→ **SUPPLIED RECORDS**:
━━━━━━

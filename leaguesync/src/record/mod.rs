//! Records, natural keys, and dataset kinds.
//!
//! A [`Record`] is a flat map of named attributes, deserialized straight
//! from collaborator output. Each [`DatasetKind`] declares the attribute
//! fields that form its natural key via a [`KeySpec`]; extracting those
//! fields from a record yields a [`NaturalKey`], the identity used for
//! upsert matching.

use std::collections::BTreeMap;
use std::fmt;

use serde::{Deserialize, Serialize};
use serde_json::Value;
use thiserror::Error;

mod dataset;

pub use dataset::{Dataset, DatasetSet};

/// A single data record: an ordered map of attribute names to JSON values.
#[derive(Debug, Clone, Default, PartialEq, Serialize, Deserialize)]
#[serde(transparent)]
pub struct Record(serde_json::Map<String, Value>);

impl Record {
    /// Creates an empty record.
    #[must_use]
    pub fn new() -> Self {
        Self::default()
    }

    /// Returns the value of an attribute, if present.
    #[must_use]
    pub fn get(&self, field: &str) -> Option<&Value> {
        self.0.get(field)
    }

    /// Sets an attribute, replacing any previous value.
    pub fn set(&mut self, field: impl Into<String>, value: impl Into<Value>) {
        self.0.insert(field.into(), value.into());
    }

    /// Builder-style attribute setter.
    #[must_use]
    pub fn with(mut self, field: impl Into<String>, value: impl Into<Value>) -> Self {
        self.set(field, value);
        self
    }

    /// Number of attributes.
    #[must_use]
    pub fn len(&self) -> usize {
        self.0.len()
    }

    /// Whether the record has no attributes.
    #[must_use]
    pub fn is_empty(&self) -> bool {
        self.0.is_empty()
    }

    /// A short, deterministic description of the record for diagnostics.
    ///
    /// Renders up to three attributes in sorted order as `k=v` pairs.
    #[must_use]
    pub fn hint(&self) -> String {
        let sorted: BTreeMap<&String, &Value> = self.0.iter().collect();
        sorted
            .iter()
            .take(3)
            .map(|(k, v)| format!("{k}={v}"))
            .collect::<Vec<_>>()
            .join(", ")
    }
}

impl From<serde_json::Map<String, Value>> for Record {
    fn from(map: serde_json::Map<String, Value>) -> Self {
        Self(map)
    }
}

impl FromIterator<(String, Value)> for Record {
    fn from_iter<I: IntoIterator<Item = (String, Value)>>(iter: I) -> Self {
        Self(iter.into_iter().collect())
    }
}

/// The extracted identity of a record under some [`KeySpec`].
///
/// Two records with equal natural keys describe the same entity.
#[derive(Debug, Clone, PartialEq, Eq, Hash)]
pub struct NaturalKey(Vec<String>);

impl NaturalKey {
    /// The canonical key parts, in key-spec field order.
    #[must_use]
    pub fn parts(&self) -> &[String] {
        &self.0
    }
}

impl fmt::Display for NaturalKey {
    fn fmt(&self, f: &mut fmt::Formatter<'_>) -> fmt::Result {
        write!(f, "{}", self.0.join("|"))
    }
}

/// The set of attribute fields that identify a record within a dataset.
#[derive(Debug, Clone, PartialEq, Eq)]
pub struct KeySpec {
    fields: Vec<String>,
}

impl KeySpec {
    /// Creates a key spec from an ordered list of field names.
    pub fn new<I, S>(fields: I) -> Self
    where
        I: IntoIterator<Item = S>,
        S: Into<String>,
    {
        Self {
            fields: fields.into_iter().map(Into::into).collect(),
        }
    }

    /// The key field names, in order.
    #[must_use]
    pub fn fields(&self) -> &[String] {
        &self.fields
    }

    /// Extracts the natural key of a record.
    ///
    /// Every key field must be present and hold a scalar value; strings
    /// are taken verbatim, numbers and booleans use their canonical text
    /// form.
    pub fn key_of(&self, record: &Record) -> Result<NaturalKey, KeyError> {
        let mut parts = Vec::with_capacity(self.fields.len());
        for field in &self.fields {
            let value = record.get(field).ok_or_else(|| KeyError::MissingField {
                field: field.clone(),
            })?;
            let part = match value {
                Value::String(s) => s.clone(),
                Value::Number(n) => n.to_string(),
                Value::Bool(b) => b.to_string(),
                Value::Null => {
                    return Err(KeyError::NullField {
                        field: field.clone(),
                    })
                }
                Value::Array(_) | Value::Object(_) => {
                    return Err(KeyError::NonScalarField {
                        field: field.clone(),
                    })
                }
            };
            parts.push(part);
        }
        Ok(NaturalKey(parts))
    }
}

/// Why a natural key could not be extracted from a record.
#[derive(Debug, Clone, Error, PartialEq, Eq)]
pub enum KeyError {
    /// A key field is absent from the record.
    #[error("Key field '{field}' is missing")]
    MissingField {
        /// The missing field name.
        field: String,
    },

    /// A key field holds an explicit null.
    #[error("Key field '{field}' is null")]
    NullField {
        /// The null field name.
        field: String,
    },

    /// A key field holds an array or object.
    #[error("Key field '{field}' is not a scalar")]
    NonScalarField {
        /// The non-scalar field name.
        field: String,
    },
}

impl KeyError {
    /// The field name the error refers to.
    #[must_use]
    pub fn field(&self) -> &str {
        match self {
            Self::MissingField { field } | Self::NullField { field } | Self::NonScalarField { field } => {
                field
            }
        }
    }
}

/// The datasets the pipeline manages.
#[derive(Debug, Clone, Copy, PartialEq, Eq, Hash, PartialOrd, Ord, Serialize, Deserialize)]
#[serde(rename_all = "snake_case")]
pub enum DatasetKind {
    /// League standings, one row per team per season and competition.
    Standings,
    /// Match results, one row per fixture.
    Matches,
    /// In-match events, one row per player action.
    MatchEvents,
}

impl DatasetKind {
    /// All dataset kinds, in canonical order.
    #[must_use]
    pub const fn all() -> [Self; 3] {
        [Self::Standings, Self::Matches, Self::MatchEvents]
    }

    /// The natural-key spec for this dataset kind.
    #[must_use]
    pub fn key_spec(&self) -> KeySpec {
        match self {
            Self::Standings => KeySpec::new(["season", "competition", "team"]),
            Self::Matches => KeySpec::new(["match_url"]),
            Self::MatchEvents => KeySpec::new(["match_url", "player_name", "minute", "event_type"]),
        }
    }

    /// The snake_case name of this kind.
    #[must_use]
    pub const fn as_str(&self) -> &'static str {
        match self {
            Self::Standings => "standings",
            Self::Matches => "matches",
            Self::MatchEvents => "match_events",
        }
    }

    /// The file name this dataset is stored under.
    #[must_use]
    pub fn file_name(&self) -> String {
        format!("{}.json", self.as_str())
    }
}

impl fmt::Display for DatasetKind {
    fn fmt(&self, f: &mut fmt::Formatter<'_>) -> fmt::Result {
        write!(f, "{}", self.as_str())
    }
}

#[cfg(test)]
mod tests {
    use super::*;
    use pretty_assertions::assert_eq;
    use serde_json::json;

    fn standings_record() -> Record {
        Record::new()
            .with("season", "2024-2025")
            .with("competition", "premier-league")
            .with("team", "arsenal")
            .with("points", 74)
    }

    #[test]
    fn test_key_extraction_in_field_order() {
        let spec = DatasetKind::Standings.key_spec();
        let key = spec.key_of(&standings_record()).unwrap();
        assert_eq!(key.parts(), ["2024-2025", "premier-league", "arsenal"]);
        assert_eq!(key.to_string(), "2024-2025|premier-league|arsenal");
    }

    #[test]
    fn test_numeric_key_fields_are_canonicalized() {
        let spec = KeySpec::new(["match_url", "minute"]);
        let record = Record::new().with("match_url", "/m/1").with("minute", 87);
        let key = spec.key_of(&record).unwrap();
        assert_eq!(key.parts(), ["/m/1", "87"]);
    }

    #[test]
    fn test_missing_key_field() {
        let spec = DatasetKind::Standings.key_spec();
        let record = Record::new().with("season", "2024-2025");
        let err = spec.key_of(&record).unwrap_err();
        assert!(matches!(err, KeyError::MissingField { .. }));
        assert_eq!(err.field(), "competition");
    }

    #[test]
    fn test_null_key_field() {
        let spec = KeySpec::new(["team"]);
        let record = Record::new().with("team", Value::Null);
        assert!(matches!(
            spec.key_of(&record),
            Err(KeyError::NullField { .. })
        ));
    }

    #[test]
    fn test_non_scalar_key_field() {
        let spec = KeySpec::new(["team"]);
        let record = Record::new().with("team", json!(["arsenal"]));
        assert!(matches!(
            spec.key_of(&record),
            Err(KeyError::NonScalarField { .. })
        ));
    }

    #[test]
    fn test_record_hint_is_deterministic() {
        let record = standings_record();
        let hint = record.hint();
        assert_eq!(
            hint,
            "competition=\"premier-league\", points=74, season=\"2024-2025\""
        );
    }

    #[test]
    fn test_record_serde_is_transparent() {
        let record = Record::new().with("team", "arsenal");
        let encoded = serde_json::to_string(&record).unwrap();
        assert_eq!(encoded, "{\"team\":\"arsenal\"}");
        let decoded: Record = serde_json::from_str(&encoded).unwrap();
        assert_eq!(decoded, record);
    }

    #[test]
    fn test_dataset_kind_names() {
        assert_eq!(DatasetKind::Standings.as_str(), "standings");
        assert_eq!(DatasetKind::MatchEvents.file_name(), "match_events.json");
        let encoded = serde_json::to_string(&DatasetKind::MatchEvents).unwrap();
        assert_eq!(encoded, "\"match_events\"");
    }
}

━━━━━━

→ **ACTIVITY**:
Pick out the lines above that hold the string "KeyError" and show them.

→ **OUTPUT FOR THIS EXERCISE**:
    pub fn key_of(&self, record: &Record) -> Result<NaturalKey, KeyError> {
            let value = record.get(field).ok_or_else(|| KeyError::MissingField {
                    return Err(KeyError::NullField {
                    return Err(KeyError::NonScalarField {
pub enum KeyError {
impl KeyError {
        assert!(matches!(err, KeyError::MissingField { .. }));
            Err(KeyError::NullField { .. })
            Err(KeyError::NonScalarField { .. })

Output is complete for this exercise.